Belfast Is On Fire Again

 Belfast is on fire again. Belfast is often on fire. It rains a lot, but it's also always ablaze, explaining the blanched complexions of its people: the smoked eyes, the skin, pale as a fish's belly. The people here are very wan in their natural state. Milk pale. The faded blue-green of their tattoos like chives in sour cream. The Belfast people sound delicious, prepped for the barbeque. And they are. They're rubbing two sticks together. Making sparks fly. 

This is the bus that goes to my house. I've been on this bus. 

Belfast is on fire again. Every summer smoulders. The bonefires, always bonefires, will make effigies of Muslims dance among the flames. Or Sikhs, because who can tell the difference? There are white foreigners too. Sneaky ones, who don't carry their I.D. etched in melanin. Catholics, first. The first foreigners, ahead of all the others, the ones at our door, and up to our knees, threatening to flood us, to extinguish our flame. But other othered too. Eastern Europeans. They have their special shops. They care for our elderly. All the hallmarks of the outsider, the stranger. Who would want to care for the elderly? Dirty bastards. 

A black man stabbed a white man in the street and Belfast is on fire again. It was a horrific crime.

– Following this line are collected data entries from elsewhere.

use std::sync::Arc;
use styled_image_captioner::{
    captioner::Captioner,
    config::Config,
    models::{self, ModelBundle},
    router,
    state::AppState,
};
use tracing::{error, info, warn};
use tracing_subscriber::{layer::SubscriberExt, util::SubscriberInitExt};

fn init_tracing() {
    let env_layer =
        tracing_subscriber::EnvFilter::try_from_default_env().unwrap_or_else(|_| "info".into());

    tracing_subscriber::registry()
        .with(env_layer)
        .with(tracing_subscriber::fmt::layer())
        .init();
}

#[tokio::main]
async fn main() -> anyhow::Result<()> {
    // before tracing so RUST_LOG from .env applies
    let dotenv = dotenvy::dotenv();
    init_tracing();
    match dotenv {
        Ok(path) => info!(".env read successfully from {}", path.display()),
        Err(e) => warn!("Could not load .env file: {e}"),
    }

    let config = Config::from_env()?;
    tokio::fs::create_dir_all(&config.upload_dir).await?;

    let device = models::select_device();
    let device_label = models::device_label(&device);

    let captioner: Option<Arc<dyn Captioner>> = match ModelBundle::load(&config, device).await {
        Ok(bundle) => {
            info!("✅ All models loaded successfully!");
            Some(Arc::new(bundle) as Arc<dyn Captioner>)
        }
        Err(e) => {
            error!("❌ Error loading models: {e:#}");
            None
        }
    };

    info!("🤖 Models loaded: {}", captioner.is_some());
    info!("🔧 Device: {}", device_label);
    info!("📁 Upload folder: {}", config.upload_dir.display());

    let state = Arc::new(AppState::new(
        captioner,
        device_label,
        config.upload_dir.clone(),
    ));
    let app = router(state);

    let listener = tokio::net::TcpListener::bind(config.bind_addr()).await?;

    info!("🚀 Server running on http://{}", listener.local_addr()?);

    axum::serve(listener, app).await?;

    Ok(())
}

Someone filmed it and it spread like wildfire. Who films a stabbing? People. People get stabbed here all the time. Usually women, usually by their partners or ex-partners. Happens all the time. And people say, "This has to stop" and it doesn't stop. A quarter of the men arrested after 2024's race riots had been convicted on domestic abuse charges, and I doubt much has changed for this year's race riots. But if a black man stabs a white man, that's useful. There's a whole group of people who can use that for their political ends, who can ride roughshod again and again over the wishes of the victim's family, who can fan the flames of violence to further a specifically racist agenda. And that's what they've done here. Once again, giant gangs of men in masks and black sportwear are free to destroy bits of the city, to terrorise people, to close down businesses and schools, to drag people from their houses, and Stormont, wringing its hands, asks them, very nicely, if they'd like to stop. 

They take it under consideration. Maybe later. 

Belfast is on fire again and everybody knew it would happen. Everybody. It was singing in the wires. The plumber came round to look at the boiler yesterday, and said he was knocking off early as trouble was brewing. Susan received texts from her friends and work colleagues warning her. Local politicians formed a united front pleading for calm. That was when I knew it was going to be bad. It's almost as if those pleas fell on deaf ears, as if the boys in the black baseball caps, lining up to dance on top of the police vans, weren't taking their cues from local politicians, big eared farm boys with dirty finger nails, but from the glamorous international likes of Tommy Robinson, Nigel Farage and the resistible rise of Elon Musk. I think they were as pleased at finding out that Elon Musk had heard of Belfast as the time they found out Boney M had heard of Belfast. 

It's racist here because there are no people of colour at all. Where I was growing up, the town was ringed with charming little villages peopled with eye-popping xenophobes, the sort who would fly the Union flag in a cottage garden from a thirty foot flagpole. There were no black people anywhere so the othering could be allowed to grow, to bloom. There were no ordinary, pleasant black people around to cloud judgement. People of colour make up 3% of the population in Northern Ireland. Belfast gleams white like snow on a rope. We are pale motherfuckers. Traditionally, that didn't matter because lumps could be knocked out of people who looked just like you - unless you go along with the sort of specious phrenology that means you can tell "themmuns" by "the eyes" - along sectarian lines. But they're being told that people with darker skins are the problem, and they're starting to put away their differences to face a common enemy. I never thought the ultimate cause of a united Ireland would be a shared enthusiasm for racism. But who knows? 

A lot of the worst violence - the burnt out buses, the poor people dragged from their homes - happened on my road. Happily for me, my road is very long and it mainly happened three miles away. But I could walk in a straight line for forty five minutes and be on fire. I'm not going to. The buses are stopping at five. A lot of businesses are closed. Pubs too. Schools have been closed since this morning. So I can assume there'll be at least another night of this. It's even stopped raining. We'll see what's left by morning. There are some really nice bits of Northern Ireland, but you never see them on the news, and it's a good job. They'd be on fire.